Stored items
· · · · ·
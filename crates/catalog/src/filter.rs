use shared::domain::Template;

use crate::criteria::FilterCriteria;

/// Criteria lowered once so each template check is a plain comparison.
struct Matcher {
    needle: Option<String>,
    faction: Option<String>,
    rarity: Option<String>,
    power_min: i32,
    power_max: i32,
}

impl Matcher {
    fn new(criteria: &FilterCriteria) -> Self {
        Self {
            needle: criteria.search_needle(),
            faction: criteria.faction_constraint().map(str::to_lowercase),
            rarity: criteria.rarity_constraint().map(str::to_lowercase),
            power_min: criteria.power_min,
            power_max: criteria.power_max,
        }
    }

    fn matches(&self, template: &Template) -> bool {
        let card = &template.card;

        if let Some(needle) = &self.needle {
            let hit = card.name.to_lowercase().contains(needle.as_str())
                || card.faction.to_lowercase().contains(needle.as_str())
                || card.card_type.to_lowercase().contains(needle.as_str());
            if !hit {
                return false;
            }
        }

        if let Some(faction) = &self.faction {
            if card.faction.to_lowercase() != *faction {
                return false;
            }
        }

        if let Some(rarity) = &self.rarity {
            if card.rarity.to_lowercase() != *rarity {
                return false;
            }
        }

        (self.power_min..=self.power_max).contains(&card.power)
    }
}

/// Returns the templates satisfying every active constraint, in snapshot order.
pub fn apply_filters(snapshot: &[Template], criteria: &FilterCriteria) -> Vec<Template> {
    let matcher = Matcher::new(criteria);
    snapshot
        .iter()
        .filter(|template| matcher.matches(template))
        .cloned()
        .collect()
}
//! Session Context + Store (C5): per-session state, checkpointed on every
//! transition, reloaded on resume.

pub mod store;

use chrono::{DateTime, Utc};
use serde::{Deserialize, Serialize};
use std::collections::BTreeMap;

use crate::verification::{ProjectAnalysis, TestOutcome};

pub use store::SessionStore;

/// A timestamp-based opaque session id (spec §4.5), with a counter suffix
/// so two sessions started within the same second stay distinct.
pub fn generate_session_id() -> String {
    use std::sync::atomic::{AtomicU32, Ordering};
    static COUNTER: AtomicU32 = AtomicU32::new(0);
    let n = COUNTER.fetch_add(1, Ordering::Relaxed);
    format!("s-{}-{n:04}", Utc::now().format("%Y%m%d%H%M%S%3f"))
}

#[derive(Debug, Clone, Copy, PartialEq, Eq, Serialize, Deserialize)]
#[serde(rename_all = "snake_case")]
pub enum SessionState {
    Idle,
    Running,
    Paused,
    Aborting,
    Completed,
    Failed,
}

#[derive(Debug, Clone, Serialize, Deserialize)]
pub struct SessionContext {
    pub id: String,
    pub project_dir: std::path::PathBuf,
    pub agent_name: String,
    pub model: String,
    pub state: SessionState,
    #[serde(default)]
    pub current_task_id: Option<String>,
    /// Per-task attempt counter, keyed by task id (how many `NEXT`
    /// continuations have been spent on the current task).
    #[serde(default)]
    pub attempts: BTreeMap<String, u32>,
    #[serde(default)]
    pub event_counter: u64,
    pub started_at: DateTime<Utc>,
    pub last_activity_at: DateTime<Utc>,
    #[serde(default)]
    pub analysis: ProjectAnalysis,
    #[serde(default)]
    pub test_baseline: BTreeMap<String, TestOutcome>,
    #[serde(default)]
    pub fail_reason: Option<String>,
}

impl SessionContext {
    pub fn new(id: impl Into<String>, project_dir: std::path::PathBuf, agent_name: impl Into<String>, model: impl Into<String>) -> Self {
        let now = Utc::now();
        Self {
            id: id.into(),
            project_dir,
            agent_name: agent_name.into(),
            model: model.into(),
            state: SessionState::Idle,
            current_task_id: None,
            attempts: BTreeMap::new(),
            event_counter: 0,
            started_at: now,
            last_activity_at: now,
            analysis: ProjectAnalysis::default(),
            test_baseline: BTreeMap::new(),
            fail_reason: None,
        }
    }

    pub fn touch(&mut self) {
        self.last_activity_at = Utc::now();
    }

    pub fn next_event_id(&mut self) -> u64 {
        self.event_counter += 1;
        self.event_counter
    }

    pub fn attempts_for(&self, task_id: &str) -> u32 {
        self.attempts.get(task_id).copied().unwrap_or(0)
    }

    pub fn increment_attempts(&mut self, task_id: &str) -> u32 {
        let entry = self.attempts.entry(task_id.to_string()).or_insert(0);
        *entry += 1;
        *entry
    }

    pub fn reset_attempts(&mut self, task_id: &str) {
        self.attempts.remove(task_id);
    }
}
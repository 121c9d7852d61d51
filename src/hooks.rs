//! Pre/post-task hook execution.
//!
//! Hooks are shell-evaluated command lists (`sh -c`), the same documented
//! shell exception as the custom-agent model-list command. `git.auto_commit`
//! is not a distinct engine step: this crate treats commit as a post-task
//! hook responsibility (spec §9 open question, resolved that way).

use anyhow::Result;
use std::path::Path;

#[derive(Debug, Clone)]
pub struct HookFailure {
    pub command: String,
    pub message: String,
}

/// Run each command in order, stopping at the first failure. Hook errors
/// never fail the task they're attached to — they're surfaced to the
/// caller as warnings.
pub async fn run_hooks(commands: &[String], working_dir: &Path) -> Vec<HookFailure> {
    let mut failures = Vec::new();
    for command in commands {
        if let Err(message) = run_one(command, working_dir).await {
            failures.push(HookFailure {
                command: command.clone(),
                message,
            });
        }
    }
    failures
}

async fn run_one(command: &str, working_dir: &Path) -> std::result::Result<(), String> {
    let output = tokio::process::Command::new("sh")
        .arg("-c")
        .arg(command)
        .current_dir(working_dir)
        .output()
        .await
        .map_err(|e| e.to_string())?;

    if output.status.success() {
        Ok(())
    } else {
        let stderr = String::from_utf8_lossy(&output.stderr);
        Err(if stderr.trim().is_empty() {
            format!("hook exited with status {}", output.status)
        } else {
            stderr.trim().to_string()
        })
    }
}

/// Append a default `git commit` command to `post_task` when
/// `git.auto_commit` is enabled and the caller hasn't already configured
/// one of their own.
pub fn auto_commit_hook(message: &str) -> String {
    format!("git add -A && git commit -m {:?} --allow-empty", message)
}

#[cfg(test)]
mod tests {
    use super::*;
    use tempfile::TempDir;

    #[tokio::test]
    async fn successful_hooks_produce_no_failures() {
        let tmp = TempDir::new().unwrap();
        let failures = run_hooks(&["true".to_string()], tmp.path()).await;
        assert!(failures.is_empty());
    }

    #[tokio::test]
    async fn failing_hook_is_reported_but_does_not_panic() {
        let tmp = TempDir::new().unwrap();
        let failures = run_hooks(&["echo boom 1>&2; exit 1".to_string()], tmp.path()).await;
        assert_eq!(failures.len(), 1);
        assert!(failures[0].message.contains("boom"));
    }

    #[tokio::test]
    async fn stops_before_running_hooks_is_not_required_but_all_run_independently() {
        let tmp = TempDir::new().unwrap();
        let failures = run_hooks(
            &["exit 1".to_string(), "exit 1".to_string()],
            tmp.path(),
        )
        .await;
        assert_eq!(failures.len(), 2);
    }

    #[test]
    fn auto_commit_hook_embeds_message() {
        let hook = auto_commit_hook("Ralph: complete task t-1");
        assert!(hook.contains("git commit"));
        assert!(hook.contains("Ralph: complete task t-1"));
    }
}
· · · · ·
WHAT IS REQUIRED
Your job is to copy out every line from the records above that has the word "FilterCriteria".

TASK RESULT
use crate::criteria::FilterCriteria;
    fn new(criteria: &FilterCriteria) -> Self {
pub fn apply_filters(snapshot: &[Template], criteria: &FilterCriteria) -> Vec<Template> {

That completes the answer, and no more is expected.